Two UMass Boston Researchers Awarded Mass Life Sciences Grants
$1.1 Million Will Fund Mammography Database, NextGen Sequencing Projects
“ These cutting-edge projects are examples of the important research contributions our faculty make... ”
Two research projects led by UMass Boston faculty were selected to receive awards totaling $1.1 million during the most recent funding cycle of the Massachusetts Life Sciences Center (MLSC).
MLSC’s Bits to Bytes program, which provides grants for projects that generate and analyze large datasets to answer pressing life science questions, awarded the Oregon-Massachusetts Mammography Database (OMAMA-DB) $750,000. The project is led by Assistant Professor of Computer Science Daniel Haehn.
MLSC’s Open Capital program, which provides grants for state-of-the-art equipment and infrastructure that support the life sciences ecosystem in Massachusetts, awarded $388,000 to the project titled “NextGen Sequencing at the Next Level: The University of Massachusetts Boston CPCT Genomics Core.” The project is led by Jill Macoska, Alton J. Brann Endowed Chair and Distinguished University Professor of Science and Mathematics, along with Venture Development Director William Brah, Associate Professor of Mathematics Kourosh Zarringhalam, and Genomics Core Manager Susan Patalano-Salsman.
“These cutting-edge projects are examples of the important research contributions our faculty make to the creation of new knowledge,” said UMass Boston Chancellor Marcelo Suárez-Orozco. “I congratulate Dr. Haehn and Dr. Macoska on their continued progress toward enhancing our understanding of and finding solutions for complex human problems.”
Professor Haehn (left) looks on as a student holds a GPU.
The OMAMA-DB is aimed at developing large amounts of data to help train modern deep learning systems to detect breast cancer early. Generating this data manually is extremely time-consuming, said Haehn. Therefore, the OMAMA-DB project will design intelligent annotation methods that combine machine learning algorithms with human annotators to increase labeling throughput.
“Partnering with a local medical imaging company, we will then create the world’s largest publicly available annotated mammography dataset and fine-tune existing classifiers for automatic breast cancer detection,” said Haehn. “We are extremely grateful for receiving the Bits to Bytes award.
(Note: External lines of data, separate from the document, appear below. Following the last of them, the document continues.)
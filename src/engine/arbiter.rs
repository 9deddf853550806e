// Signal Arbiter - sole owner of dedup stores and escalation state
// Workers detect in parallel; acceptance decisions are serialized here

use std::collections::HashMap;
use std::fmt;
use std::path::Path;
use std::sync::Arc;

use tracing::{debug, warn};

use crate::core::config::ScannerConfig;
use crate::core::errors::StoreError;
use crate::core::types::{
    Alert, AlertTier, MaKind, SignalDetails, SignalDirection, SignalEvent, SignalKind, Timeframe,
};
use crate::state::dedup::DedupStore;
use crate::state::escalation::{EscalationCoordinator, EscalationOutcome};
use crate::state::store::{JsonFileStore, MemoryStore, SharedStore};

const HOUR_MS: i64 = 3_600_000;
const RETENTION_MIN_MS: i64 = 2 * HOUR_MS;
const RETENTION_MAX_MS: i64 = 48 * HOUR_MS;

/// Everything one worker found for one symbol in one cycle.
#[derive(Debug, Clone)]
pub struct SymbolReport {
    pub symbol: String,
    pub candidates: Vec<SignalEvent>,
    /// This cycle's long-timeframe CipherB reading, for confirmation.
    pub cipher_long: Option<(SignalDirection, i64)>,
    pub fetch_failures: u32,
    pub timed_out: bool,
}

impl SymbolReport {
    pub fn new(symbol: impl Into<String>) -> Self {
        Self {
            symbol: symbol.into(),
            candidates: Vec::new(),
            cipher_long: None,
            fetch_failures: 0,
            timed_out: false,
        }
    }

    pub fn timed_out(symbol: impl Into<String>) -> Self {
        let mut report = Self::new(symbol);
        report.timed_out = true;
        report
    }
}

/// Routes candidate events through the dedup stores and, for short-timeframe
/// CipherB signals, the escalation coordinator. One store per signal family
/// and timeframe, so freshness windows and cooldowns stay per-family.
pub struct SignalArbiter {
    stores: HashMap<String, DedupStore>,
    escalation: EscalationCoordinator,

    events_processed: u64,
    alerts_emitted: u64,
    symbols_timed_out: u64,
    fetch_failures: u64,
}

impl SignalArbiter {
    pub fn new(config: &ScannerConfig) -> Result<Self, StoreError> {
        let mut stores = HashMap::new();

        for tf in &config.bbw.timeframes {
            let name = format!("squeeze_{}", tf);
            let store = open_store(config, &name)?;
            let freshness = freshness_ms(config, *tf);
            stores.insert(
                name.clone(),
                DedupStore::new(name, store, freshness, retention_ms(freshness, None), None),
            );
        }

        let short_tf = config.wavetrend.short_timeframe;
        let cipher_name = format!("cipher_{}", short_tf);
        let cipher_store = open_store(config, &cipher_name)?;
        let cipher_freshness = freshness_ms(config, short_tf);
        stores.insert(
            cipher_name.clone(),
            DedupStore::new(
                cipher_name,
                cipher_store,
                cipher_freshness,
                retention_ms(cipher_freshness, None),
                None,
            ),
        );

        let ema_tf = config.ema.timeframe;
        let ema_cooldown = config.ema.cross_cooldown_hours * HOUR_MS;
        let ema_freshness = freshness_ms(config, ema_tf);
        let cross_name = format!("ema_cross_{}", ema_tf);
        stores.insert(
            cross_name.clone(),
            DedupStore::new(
                cross_name.clone(),
                open_store(config, &cross_name)?,
                ema_freshness,
                retention_ms(ema_freshness, Some(ema_cooldown)),
                Some(ema_cooldown),
            ),
        );
        let zone_name = format!("ema_zone_{}", ema_tf);
        stores.insert(
            zone_name.clone(),
            DedupStore::new(
                zone_name.clone(),
                open_store(config, &zone_name)?,
                ema_freshness,
                retention_ms(ema_freshness, None),
                None,
            ),
        );

        let sma_tf = config.sma.timeframe;
        let sma_freshness = freshness_ms(config, sma_tf);
        let trend_name = format!("sma_cross_{}", sma_tf);
        stores.insert(
            trend_name.clone(),
            DedupStore::new(
                trend_name.clone(),
                open_store(config, &trend_name)?,
                sma_freshness,
                retention_ms(sma_freshness, None),
                None,
            ),
        );
        let proximity_cooldown = config.sma.proximity_cooldown_hours * HOUR_MS;
        let proximity_name = format!("sma_proximity_{}", sma_tf);
        stores.insert(
            proximity_name.clone(),
            DedupStore::new(
                proximity_name.clone(),
                open_store(config, &proximity_name)?,
                sma_freshness,
                retention_ms(sma_freshness, Some(proximity_cooldown)),
                Some(proximity_cooldown),
            ),
        );

        let escalation_name = format!(
            "escalation_{}_{}",
            config.wavetrend.short_timeframe, config.wavetrend.long_timeframe
        );
        let escalation = EscalationCoordinator::new(
            open_store(config, &escalation_name)?,
            config.wavetrend.short_timeframe,
            config.wavetrend.long_timeframe,
        );

        Ok(Self {
            stores,
            escalation,
            events_processed: 0,
            alerts_emitted: 0,
            symbols_timed_out: 0,
            fetch_failures: 0,
        })
    }

    /// Turn one worker's report into zero or more alerts. Dedup first; for
    /// short-timeframe CipherB events the escalation outcome then decides
    /// the tier, with a pending outcome producing no alert at all.
    pub fn process_report(&mut self, report: SymbolReport, now_ms: i64) -> Vec<Alert> {
        if report.timed_out {
            self.symbols_timed_out += 1;
        }
        self.fetch_failures += report.fetch_failures as u64;

        let mut alerts = Vec::new();
        for event in report.candidates {
            self.events_processed += 1;

            let name = route(&event);
            let store = match self.stores.get_mut(&name) {
                Some(store) => store,
                None => {
                    warn!("no dedup store '{}' for event {}", name, event);
                    continue;
                }
            };
            let decision = store.accept(&event, now_ms);
            if !decision.is_accepted() {
                debug!("suppressed {}: {:?}", event, decision);
                continue;
            }

            let tier = match self.escalation_tier(&event, report.cipher_long) {
                Some(tier) => tier,
                None => continue,
            };
            self.alerts_emitted += 1;
            alerts.push(Alert::new(event, tier, now_ms));
        }
        alerts
    }

    /// Standard for everything except short-timeframe CipherB events, which
    /// run through the escalation state machine. None means hold the alert.
    fn escalation_tier(
        &mut self,
        event: &SignalEvent,
        cipher_long: Option<(SignalDirection, i64)>,
    ) -> Option<AlertTier> {
        let is_cipher = matches!(
            event.kind(),
            SignalKind::OversoldCross | SignalKind::OverboughtCross
        );
        if !is_cipher || event.timeframe != self.escalation.short_timeframe() {
            return Some(AlertTier::Standard);
        }
        let direction = event.direction()?;
        let outcome =
            self.escalation
                .process(&event.symbol, direction, event.signal_time, cipher_long);
        match outcome {
            EscalationOutcome::Primary => Some(AlertTier::Primary),
            EscalationOutcome::Repeated => Some(AlertTier::Repeated),
            EscalationOutcome::Confirmed => Some(AlertTier::Confirmed),
            EscalationOutcome::Pending => None,
        }
    }

    /// Drop expired dedup records across every store.
    pub fn cleanup(&mut self, now_ms: i64) -> usize {
        self.stores
            .values_mut()
            .map(|store| store.cleanup(now_ms))
            .sum()
    }

    pub fn get_stats(&self) -> ArbiterStats {
        let mut stores: Vec<_> = self.stores.values().map(|s| s.get_stats()).collect();
        stores.sort_by(|a, b| a.name.cmp(&b.name));
        ArbiterStats {
            stores,
            escalation: self.escalation.get_stats(),
            events_processed: self.events_processed,
            alerts_emitted: self.alerts_emitted,
            symbols_timed_out: self.symbols_timed_out,
            fetch_failures: self.fetch_failures,
        }
    }
}

/// Dedup store that owns events of this shape.
fn route(event: &SignalEvent) -> String {
    let tf = event.timeframe;
    match &event.details {
        SignalDetails::Squeeze { .. } => format!("squeeze_{}", tf),
        SignalDetails::OversoldCross { .. } | SignalDetails::OverboughtCross { .. } => {
            format!("cipher_{}", tf)
        }
        SignalDetails::GoldenCross { ma, .. } | SignalDetails::DeathCross { ma, .. } => match ma {
            MaKind::Ema => format!("ema_cross_{}", tf),
            MaKind::Sma => format!("sma_cross_{}", tf),
        },
        SignalDetails::SupportProximity { ma, .. }
        | SignalDetails::ResistanceProximity { ma, .. } => match ma {
            MaKind::Ema => format!("ema_zone_{}", tf),
            MaKind::Sma => format!("sma_proximity_{}", tf),
        },
        SignalDetails::Ranging { .. } => format!("sma_cross_{}", tf),
    }
}

fn open_store(config: &ScannerConfig, name: &str) -> Result<SharedStore, StoreError> {
    if config.dedup.persist {
        let path = Path::new(&config.dedup.state_dir).join(format!("{}.json", name));
        Ok(Arc::new(JsonFileStore::open(name, path)?))
    } else {
        Ok(Arc::new(MemoryStore::new(name)))
    }
}

fn freshness_ms(config: &ScannerConfig, timeframe: Timeframe) -> i64 {
    (timeframe.duration_ms() as f64 * config.dedup.freshness_multiplier).round() as i64
}

/// Records outlive their freshness window by a margin so cooldown scans
/// still see them, bounded to keep store files small.
fn retention_ms(freshness_ms: i64, cooldown_ms: Option<i64>) -> i64 {
    (freshness_ms * 4)
        .max(cooldown_ms.unwrap_or(0))
        .clamp(RETENTION_MIN_MS, RETENTION_MAX_MS)
}

#[derive(Debug, Clone)]
pub struct ArbiterStats {
    pub stores: Vec<crate::state::dedup::DedupStoreStats>,
    pub escalation: crate::state::escalation::EscalationStats,
    pub events_processed: u64,
    pub alerts_emitted: u64,
    pub symbols_timed_out: u64,
    pub fetch_failures: u64,
}

impl fmt::Display for ArbiterStats {
    fn fmt(&self, f: &mut fmt::Formatter<'_>) -> fmt::Result {
        writeln!(
            f,
            "Arbiter(events={}, alerts={}, timeouts={}, fetch_failures={})",
            self.events_processed, self.alerts_emitted, self.symbols_timed_out, self.fetch_failures
        )?;
        for store in &self.stores {
            writeln!(f, "  {}", store)?;
        }
        write!(f, "  {}", self.escalation)
    }
}

// ============================================================================
// TESTS
// ============================================================================

#[cfg(test)]
mod tests {
    use super::*;

    const HOUR: i64 = 3_600_000;

    fn memory_config() -> ScannerConfig {
        let mut config = ScannerConfig::default();
        config.dedup.persist = false;
        config
    }

    fn squeeze_event(symbol: &str, signal_time: i64) -> SignalEvent {
        SignalEvent::new(
            symbol,
            Timeframe::H1,
            signal_time,
            SignalDetails::Squeeze {
                width: 1.0,
                contraction_floor: 0.97,
            },
        )
    }

    fn cipher_event(symbol: &str, signal_time: i64, direction: SignalDirection) -> SignalEvent {
        let details = match direction {
            SignalDirection::Buy => SignalDetails::OversoldCross {
                wt1: -72.0,
                wt2: -75.0,
            },
            SignalDirection::Sell => SignalDetails::OverboughtCross {
                wt1: 72.0,
                wt2: 75.0,
            },
        };
        SignalEvent::new(symbol, Timeframe::H2, signal_time, details)
    }

    fn report_with(event: SignalEvent) -> SymbolReport {
        let mut report = SymbolReport::new(event.symbol.clone());
        report.candidates.push(event);
        report
    }

    #[test]
    fn test_standard_alert_once_per_bucket() {
        let mut arbiter = SignalArbiter::new(&memory_config()).unwrap();
        let now = 10 * HOUR;

        let first = arbiter.process_report(report_with(squeeze_event("BTCUSDT", now)), now);
        assert_eq!(first.len(), 1);
        assert_eq!(first[0].tier, AlertTier::Standard);

        let again = arbiter.process_report(report_with(squeeze_event("BTCUSDT", now)), now + 60_000);
        assert!(again.is_empty());
    }

    #[test]
    fn test_cipher_tiers_follow_escalation() {
        let mut arbiter = SignalArbiter::new(&memory_config()).unwrap();

        let first = arbiter.process_report(
            report_with(cipher_event("BTCUSDT", 2 * HOUR, SignalDirection::Buy)),
            2 * HOUR,
        );
        assert_eq!(first[0].tier, AlertTier::Primary);

        let second = arbiter.process_report(
            report_with(cipher_event("BTCUSDT", 4 * HOUR, SignalDirection::Buy)),
            4 * HOUR,
        );
        assert_eq!(second[0].tier, AlertTier::Repeated);

        // Third repeat without a long-timeframe signal stays silent
        let third = arbiter.process_report(
            report_with(cipher_event("BTCUSDT", 6 * HOUR, SignalDirection::Buy)),
            6 * HOUR,
        );
        assert!(third.is_empty());

        // Fourth repeat with a matching long-timeframe signal confirms
        let mut report = report_with(cipher_event("BTCUSDT", 8 * HOUR, SignalDirection::Buy));
        report.cipher_long = Some((SignalDirection::Buy, 0));
        let fourth = arbiter.process_report(report, 8 * HOUR);
        assert_eq!(fourth[0].tier, AlertTier::Confirmed);
    }

    #[test]
    fn test_duplicate_cipher_bucket_does_not_advance_escalation() {
        let mut arbiter = SignalArbiter::new(&memory_config()).unwrap();
        let event = cipher_event("BTCUSDT", 2 * HOUR, SignalDirection::Buy);

        let first = arbiter.process_report(report_with(event.clone()), 2 * HOUR);
        assert_eq!(first[0].tier, AlertTier::Primary);

        // Same bucket again: dedup halts it before the state machine
        let again = arbiter.process_report(report_with(event), 2 * HOUR + 60_000);
        assert!(again.is_empty());
        assert_eq!(arbiter.get_stats().escalation.primaries, 1);
        assert_eq!(arbiter.get_stats().escalation.repeats, 0);
    }

    #[test]
    fn test_unconfigured_timeframe_is_dropped() {
        let mut arbiter = SignalArbiter::new(&memory_config()).unwrap();
        let event = SignalEvent::new(
            "BTCUSDT",
            Timeframe::H4,
            10 * HOUR,
            SignalDetails::Squeeze {
                width: 1.0,
                contraction_floor: 0.97,
            },
        );
        let alerts = arbiter.process_report(report_with(event), 10 * HOUR);
        assert!(alerts.is_empty());
    }

    #[test]
    fn test_retention_window_bounds() {
        // 15m freshness at x2 is 30m; retention clamps up to the floor
        assert_eq!(retention_ms(30 * 60_000, None), RETENTION_MIN_MS);
        // Cooldowns extend retention so their history survives cleanup
        assert_eq!(retention_ms(2 * HOUR, Some(48 * HOUR)), RETENTION_MAX_MS);
        // Daily stores clamp down to the cap
        assert_eq!(retention_ms(96 * HOUR, None), RETENTION_MAX_MS);
    }
}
This funding will allow us to massively upgrade the on-campus computing resources with new GPUs and fast storage.”
Others on the team include UMass Boston computer scientists Nurit Haspel, Marc Pomplun, and Dan Simovici; Alexey Tonyushkin in physics; and Bill Lotter and Greg Sorensen from partner DeepHealth.
According to Macoska, the genetic underpinnings of human disease can be discovered through NextGen (“deep”) sequencing of the human genome. The Center for Personalized Cancer Therapy (CPCT) Genomics Core functions to do that for both academic and corporate users by providing a highly successful and institutionally transformative platform for advanced genomics-based research and development.
“The Core specializes in supporting technically difficult or “risky” projects to help ideas in the formative stage move forward to determine potential feasibility, especially with regard to future clinical utility,” Macoska said. “This project seeks to continue this momentum and fill a critical gap in genomics support services by introducing new sequencing technology and services for leading-edge academic and corporate users.”